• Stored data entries
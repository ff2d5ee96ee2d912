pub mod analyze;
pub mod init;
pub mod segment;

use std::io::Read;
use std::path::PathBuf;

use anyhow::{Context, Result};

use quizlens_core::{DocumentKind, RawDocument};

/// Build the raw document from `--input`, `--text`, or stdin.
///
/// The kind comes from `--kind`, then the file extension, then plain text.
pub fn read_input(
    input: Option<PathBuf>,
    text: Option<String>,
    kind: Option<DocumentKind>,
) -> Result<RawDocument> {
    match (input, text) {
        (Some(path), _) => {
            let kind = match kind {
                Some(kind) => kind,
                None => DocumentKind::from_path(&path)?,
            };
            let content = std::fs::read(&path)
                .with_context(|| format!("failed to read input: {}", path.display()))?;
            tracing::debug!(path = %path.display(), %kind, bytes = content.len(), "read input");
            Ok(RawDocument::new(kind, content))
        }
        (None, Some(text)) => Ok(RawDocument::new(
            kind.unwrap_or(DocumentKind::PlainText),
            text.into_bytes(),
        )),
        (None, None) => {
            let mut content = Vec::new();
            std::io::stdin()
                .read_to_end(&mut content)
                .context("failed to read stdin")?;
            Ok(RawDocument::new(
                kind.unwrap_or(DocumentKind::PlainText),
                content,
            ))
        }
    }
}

--

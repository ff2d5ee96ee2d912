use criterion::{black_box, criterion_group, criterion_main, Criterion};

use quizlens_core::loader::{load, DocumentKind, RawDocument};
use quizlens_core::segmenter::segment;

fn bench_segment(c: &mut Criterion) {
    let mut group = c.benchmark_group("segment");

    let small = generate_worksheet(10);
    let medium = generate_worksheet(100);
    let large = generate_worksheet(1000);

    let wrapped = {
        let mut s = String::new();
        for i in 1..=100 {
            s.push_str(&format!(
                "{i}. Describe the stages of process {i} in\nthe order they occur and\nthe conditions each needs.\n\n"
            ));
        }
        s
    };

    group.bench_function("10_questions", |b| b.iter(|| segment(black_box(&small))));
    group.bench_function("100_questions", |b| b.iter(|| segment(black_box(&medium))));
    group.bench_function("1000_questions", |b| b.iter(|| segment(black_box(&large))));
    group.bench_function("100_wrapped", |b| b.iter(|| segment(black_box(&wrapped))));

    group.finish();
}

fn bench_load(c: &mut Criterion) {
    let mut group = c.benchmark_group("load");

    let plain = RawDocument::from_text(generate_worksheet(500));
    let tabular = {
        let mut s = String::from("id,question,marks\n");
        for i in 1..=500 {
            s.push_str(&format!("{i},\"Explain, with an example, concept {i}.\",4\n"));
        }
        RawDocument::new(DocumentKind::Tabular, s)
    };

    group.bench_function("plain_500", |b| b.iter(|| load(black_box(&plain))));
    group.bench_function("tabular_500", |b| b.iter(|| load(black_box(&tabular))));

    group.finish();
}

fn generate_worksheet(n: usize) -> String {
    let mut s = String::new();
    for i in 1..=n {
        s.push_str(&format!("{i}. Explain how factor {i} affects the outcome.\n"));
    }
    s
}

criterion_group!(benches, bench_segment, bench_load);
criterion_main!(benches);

• TASK ITEM
Lines from the records above that hold "small" are the ones to list.

• COMPLETED EXERCISE
    let small = generate_worksheet(10);
    group.bench_function("10_questions", |b| b.iter(|| segment(black_box(&small))));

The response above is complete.